*What is required*
Keep to one stretch of the data below, the lines from the one with "over: on the" up to and including the one with "let (ep_rank, pawn_sq, start_sq)", and return that stretch exactly.

Records from a collection:
::::::::::

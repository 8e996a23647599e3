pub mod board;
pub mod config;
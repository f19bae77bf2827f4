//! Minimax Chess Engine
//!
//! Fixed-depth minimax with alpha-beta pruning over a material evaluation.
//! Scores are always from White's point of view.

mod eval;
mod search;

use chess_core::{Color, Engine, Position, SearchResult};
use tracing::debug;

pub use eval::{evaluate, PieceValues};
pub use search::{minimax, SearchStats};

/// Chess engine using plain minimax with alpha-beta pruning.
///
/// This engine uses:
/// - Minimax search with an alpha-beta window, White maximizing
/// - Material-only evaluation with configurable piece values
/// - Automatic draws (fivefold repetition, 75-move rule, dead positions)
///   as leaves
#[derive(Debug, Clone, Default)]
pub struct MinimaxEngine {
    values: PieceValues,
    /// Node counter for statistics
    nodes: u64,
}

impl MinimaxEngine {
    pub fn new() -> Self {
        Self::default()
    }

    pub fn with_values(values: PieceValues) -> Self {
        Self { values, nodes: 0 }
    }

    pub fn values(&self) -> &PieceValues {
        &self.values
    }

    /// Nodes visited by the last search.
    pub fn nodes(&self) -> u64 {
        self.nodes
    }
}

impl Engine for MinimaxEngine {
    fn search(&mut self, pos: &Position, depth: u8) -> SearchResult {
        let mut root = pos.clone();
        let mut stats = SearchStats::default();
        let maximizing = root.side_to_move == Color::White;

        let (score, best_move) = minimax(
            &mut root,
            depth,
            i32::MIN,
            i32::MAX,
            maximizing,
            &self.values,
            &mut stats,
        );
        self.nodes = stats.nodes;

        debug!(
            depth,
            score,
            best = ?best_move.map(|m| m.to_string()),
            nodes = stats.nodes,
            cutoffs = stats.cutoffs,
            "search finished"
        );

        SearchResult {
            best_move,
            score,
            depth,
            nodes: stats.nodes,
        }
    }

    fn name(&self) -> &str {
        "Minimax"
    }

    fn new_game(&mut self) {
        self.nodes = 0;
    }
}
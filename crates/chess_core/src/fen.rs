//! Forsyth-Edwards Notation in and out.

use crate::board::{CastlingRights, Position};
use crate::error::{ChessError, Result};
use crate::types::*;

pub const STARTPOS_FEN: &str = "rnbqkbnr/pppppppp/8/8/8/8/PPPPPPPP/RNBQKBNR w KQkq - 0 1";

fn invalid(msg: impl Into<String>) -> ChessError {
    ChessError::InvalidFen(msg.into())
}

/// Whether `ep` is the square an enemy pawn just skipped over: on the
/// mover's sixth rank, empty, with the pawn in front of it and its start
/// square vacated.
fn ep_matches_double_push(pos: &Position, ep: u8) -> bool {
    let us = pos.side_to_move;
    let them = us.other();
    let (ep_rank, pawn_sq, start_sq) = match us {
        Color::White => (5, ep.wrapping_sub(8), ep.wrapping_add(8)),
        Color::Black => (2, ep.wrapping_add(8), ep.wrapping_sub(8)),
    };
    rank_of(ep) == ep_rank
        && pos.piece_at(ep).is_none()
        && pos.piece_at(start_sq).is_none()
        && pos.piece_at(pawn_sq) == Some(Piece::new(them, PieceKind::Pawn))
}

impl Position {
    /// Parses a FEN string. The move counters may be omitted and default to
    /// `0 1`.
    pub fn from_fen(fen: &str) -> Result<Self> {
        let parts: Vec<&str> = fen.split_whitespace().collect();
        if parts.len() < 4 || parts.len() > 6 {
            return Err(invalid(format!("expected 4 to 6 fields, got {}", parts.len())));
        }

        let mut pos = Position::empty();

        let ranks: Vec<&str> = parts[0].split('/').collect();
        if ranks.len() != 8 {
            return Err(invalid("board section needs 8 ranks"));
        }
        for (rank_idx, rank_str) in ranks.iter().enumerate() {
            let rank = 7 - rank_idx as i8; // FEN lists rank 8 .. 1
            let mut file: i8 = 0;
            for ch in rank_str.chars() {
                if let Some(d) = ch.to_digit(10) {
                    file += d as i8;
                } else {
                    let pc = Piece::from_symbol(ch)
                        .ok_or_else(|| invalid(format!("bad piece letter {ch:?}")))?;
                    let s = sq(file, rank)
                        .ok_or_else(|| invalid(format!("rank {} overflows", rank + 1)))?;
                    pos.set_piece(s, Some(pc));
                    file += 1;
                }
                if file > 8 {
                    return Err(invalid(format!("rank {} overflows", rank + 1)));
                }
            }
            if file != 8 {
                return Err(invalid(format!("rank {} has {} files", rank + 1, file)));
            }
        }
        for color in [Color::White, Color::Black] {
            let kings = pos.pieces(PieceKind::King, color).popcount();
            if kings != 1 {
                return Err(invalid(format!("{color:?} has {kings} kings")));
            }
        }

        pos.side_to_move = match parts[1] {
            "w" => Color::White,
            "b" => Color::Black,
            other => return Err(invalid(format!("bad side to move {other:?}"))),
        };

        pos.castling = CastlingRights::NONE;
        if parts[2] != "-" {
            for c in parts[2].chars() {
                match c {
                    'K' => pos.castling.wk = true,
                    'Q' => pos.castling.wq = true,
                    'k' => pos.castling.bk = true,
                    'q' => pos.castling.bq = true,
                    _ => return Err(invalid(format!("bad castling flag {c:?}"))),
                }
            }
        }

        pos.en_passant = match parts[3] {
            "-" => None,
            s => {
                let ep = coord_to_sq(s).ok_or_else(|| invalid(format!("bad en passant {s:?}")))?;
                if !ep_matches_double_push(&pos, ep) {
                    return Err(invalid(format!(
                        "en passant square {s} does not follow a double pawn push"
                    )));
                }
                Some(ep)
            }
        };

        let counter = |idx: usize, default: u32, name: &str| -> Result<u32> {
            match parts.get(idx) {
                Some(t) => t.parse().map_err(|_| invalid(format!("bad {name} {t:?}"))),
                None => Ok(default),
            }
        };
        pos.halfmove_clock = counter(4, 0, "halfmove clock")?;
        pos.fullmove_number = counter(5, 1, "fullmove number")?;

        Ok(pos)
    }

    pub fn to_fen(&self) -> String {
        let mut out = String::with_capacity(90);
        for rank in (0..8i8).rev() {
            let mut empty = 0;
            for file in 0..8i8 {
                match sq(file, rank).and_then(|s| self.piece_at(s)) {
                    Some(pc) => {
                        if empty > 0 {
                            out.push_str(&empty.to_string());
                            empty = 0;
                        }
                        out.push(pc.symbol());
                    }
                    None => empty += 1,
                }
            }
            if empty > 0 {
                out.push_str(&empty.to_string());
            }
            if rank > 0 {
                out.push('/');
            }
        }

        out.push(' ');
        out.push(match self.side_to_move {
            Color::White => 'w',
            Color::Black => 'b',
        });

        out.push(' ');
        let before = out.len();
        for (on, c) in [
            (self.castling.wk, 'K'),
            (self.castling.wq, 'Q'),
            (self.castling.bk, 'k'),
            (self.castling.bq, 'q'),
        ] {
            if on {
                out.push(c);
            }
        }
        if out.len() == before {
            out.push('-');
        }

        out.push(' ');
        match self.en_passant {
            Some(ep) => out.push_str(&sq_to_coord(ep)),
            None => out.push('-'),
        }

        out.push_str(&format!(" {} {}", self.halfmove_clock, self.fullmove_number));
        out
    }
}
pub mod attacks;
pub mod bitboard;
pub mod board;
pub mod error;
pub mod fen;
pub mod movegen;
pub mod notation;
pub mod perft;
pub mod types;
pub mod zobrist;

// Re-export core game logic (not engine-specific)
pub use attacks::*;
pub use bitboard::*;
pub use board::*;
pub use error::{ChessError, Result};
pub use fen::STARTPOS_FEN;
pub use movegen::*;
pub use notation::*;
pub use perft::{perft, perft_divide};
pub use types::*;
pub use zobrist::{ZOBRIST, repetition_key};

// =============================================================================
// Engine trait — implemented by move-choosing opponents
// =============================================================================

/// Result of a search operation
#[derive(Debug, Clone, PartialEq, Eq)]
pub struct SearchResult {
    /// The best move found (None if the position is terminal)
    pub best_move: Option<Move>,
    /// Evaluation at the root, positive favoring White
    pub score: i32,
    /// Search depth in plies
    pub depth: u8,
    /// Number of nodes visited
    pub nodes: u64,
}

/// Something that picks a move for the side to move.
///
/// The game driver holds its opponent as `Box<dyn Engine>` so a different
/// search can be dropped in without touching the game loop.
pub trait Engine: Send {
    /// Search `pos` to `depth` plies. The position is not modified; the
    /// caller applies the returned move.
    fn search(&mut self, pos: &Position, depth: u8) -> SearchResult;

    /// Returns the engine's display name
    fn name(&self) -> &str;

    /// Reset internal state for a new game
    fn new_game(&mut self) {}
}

::::::::::

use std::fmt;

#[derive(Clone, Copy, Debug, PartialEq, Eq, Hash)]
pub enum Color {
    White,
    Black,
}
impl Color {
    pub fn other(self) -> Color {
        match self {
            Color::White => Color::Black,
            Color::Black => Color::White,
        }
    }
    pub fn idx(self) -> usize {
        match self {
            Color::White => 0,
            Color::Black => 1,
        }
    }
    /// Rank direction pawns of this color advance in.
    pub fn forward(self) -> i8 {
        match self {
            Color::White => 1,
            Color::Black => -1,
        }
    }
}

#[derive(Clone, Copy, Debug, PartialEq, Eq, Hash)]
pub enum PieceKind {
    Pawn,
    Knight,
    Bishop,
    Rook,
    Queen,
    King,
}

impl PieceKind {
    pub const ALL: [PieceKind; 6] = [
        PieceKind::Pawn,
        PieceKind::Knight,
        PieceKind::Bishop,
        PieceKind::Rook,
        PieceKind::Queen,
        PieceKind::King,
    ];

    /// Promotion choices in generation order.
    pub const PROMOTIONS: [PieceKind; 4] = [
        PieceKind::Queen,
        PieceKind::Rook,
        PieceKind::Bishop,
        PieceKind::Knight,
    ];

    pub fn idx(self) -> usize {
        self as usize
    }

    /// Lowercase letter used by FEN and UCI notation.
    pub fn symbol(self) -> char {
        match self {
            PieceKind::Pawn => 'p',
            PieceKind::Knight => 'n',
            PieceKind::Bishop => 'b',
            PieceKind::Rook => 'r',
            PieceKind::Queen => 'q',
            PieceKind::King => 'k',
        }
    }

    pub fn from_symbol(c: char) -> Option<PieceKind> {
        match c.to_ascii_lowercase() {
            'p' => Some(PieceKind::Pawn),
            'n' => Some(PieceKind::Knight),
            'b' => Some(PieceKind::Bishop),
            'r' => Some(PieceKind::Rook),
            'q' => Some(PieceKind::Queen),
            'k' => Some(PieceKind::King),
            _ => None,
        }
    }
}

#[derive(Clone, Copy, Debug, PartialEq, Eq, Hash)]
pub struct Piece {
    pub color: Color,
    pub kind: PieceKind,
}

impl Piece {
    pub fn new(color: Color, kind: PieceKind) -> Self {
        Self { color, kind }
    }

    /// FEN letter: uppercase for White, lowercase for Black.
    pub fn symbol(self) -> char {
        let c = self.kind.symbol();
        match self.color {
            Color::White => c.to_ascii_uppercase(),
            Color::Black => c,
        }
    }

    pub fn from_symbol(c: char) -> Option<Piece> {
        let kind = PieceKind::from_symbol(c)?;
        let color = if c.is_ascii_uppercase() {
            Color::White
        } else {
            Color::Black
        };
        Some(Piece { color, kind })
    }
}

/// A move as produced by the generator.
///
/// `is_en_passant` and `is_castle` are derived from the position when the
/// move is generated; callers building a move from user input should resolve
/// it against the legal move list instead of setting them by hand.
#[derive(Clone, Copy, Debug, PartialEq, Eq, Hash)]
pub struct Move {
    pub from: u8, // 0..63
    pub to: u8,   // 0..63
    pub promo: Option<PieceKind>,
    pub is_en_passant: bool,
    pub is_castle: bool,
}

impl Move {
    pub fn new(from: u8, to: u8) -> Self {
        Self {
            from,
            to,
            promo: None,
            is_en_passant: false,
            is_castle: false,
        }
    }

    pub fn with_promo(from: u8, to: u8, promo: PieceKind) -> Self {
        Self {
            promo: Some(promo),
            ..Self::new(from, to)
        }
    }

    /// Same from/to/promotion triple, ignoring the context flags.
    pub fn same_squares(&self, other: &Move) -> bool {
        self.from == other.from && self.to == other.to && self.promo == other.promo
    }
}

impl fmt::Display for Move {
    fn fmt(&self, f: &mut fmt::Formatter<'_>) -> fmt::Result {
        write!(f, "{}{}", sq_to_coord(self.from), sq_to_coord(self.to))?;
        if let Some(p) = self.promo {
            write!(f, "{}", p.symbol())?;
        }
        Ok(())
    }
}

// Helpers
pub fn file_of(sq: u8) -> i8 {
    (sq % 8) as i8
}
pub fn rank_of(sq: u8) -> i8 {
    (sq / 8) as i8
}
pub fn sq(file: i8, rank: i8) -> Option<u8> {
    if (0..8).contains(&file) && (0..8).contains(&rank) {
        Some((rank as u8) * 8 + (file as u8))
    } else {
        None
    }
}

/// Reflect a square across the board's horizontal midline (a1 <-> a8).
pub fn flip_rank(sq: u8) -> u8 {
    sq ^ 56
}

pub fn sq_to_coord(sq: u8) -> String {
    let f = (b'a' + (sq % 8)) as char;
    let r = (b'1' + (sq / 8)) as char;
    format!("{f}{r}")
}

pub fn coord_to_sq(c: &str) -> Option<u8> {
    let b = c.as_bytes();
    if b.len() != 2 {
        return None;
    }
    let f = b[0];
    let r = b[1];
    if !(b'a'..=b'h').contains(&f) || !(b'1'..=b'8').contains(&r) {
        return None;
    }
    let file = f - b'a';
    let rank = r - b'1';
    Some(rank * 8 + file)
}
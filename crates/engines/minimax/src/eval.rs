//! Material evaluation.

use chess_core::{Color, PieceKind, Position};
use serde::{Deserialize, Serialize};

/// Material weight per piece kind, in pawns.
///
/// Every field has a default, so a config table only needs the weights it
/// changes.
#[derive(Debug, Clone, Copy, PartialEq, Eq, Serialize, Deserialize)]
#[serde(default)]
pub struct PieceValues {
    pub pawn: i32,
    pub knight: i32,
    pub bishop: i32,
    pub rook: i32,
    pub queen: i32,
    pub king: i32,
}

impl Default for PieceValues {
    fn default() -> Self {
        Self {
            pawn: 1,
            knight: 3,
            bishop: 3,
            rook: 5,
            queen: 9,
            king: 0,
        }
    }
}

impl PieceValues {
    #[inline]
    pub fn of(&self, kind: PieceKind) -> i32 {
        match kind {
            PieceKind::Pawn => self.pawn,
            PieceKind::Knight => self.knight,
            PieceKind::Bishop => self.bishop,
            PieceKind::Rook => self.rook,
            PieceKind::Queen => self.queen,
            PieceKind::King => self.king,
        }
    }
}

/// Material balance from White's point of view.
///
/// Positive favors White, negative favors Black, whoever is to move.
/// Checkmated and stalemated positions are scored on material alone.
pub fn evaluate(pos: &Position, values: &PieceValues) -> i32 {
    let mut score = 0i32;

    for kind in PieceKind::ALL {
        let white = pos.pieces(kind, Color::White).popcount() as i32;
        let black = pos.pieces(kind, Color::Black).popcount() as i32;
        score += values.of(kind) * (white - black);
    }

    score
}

::::::::::

*Your solution*
/// Whether `ep` is the square an enemy pawn just skipped over: on the
/// mover's sixth rank, empty, with the pawn in front of it and its start
/// square vacated.
fn ep_matches_double_push(pos: &Position, ep: u8) -> bool {
    let us = pos.side_to_move;
    let them = us.other();
    let (ep_rank, pawn_sq, start_sq) = match us {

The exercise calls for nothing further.